use axum::{
    extract::{Request, State},
    http::StatusCode,
    middleware::Next,
    response::Response,
};
use jsonwebtoken::{decode, DecodingKey, Validation};
use serde::{Deserialize, Serialize};
use uuid::Uuid;

use crate::error::ApiError;
use crate::state::AppState;

#[derive(Debug, Serialize, Deserialize, Clone)]
pub struct CustomerClaims {
    pub sub: String,
    pub email: String,
    pub role: String,
    pub exp: usize,
}

impl CustomerClaims {
    /// The subject is the user's UUID; anything else is a malformed token.
    pub fn user_id(&self) -> Result<Uuid, ApiError> {
        Uuid::parse_str(&self.sub)
            .map_err(|_| ApiError::AuthenticationError("Invalid subject in token".to_string()))
    }
}

pub async fn customer_auth_middleware(
    State(state): State<AppState>,
    mut req: Request,
    next: Next,
) -> Result<Response, StatusCode> {
    // 1. Extract token from Authorization header
    let auth_header = req
        .headers()
        .get("Authorization")
        .and_then(|h| h.to_str().ok())
        .ok_or(StatusCode::UNAUTHORIZED)?;

    let token = auth_header
        .strip_prefix("Bearer ")
        .ok_or(StatusCode::UNAUTHORIZED)?;

    // 2. Decode and validate JWT
    let token_data = decode::<CustomerClaims>(
        token,
        &DecodingKey::from_secret(state.auth.secret.as_bytes()),
        &Validation::default(),
    )
    .map_err(|_| StatusCode::UNAUTHORIZED)?;

    // 3. Customers and owners share the marketplace surface
    if token_data.claims.role != "CUSTOMER" && token_data.claims.role != "OWNER" {
        return Err(StatusCode::FORBIDDEN);
    }

    // 4. Inject claims into request extensions
    req.extensions_mut().insert(token_data.claims);

    Ok(next.run(req).await)
}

___

* _YOUR GOAL_
Could you retype all of the entries exactly, leaving none out?

* _RESULT FOR THIS TASK_
use axum::{
    extract::{Request, State},
    http::StatusCode,
    middleware::Next,
    response::Response,
};
use jsonwebtoken::{decode, DecodingKey, Validation};
use serde::{Deserialize, Serialize};
use uuid::Uuid;

use crate::error::ApiError;
use crate::state::AppState;

#[derive(Debug, Serialize, Deserialize, Clone)]
pub struct CustomerClaims {
    pub sub: String,
    pub email: String,
    pub role: String,
    pub exp: usize,
}

impl CustomerClaims {
    /// The subject is the user's UUID; anything else is a malformed token.
    pub fn user_id(&self) -> Result<Uuid, ApiError> {
        Uuid::parse_str(&self.sub)
            .map_err(|_| ApiError::AuthenticationError("Invalid subject in token".to_string()))
    }
}

pub async fn customer_auth_middleware(
    State(state): State<AppState>,
    mut req: Request,
    next: Next,
) -> Result<Response, StatusCode> {
    // 1. Extract token from Authorization header
    let auth_header = req
        .headers()
        .get("Authorization")
        .and_then(|h| h.to_str().ok())
        .ok_or(StatusCode::UNAUTHORIZED)?;

    let token = auth_header
        .strip_prefix("Bearer ")
        .ok_or(StatusCode::UNAUTHORIZED)?;

    // 2. Decode and validate JWT
    let token_data = decode::<CustomerClaims>(
        token,
        &DecodingKey::from_secret(state.auth.secret.as_bytes()),
        &Validation::default(),
    )
    .map_err(|_| StatusCode::UNAUTHORIZED)?;

    // 3. Customers and owners share the marketplace surface
    if token_data.claims.role != "CUSTOMER" && token_data.claims.role != "OWNER" {
        return Err(StatusCode::FORBIDDEN);
    }

    // 4. Inject claims into request extensions
    req.extensions_mut().insert(token_data.claims);

    Ok(next.run(req).await)
}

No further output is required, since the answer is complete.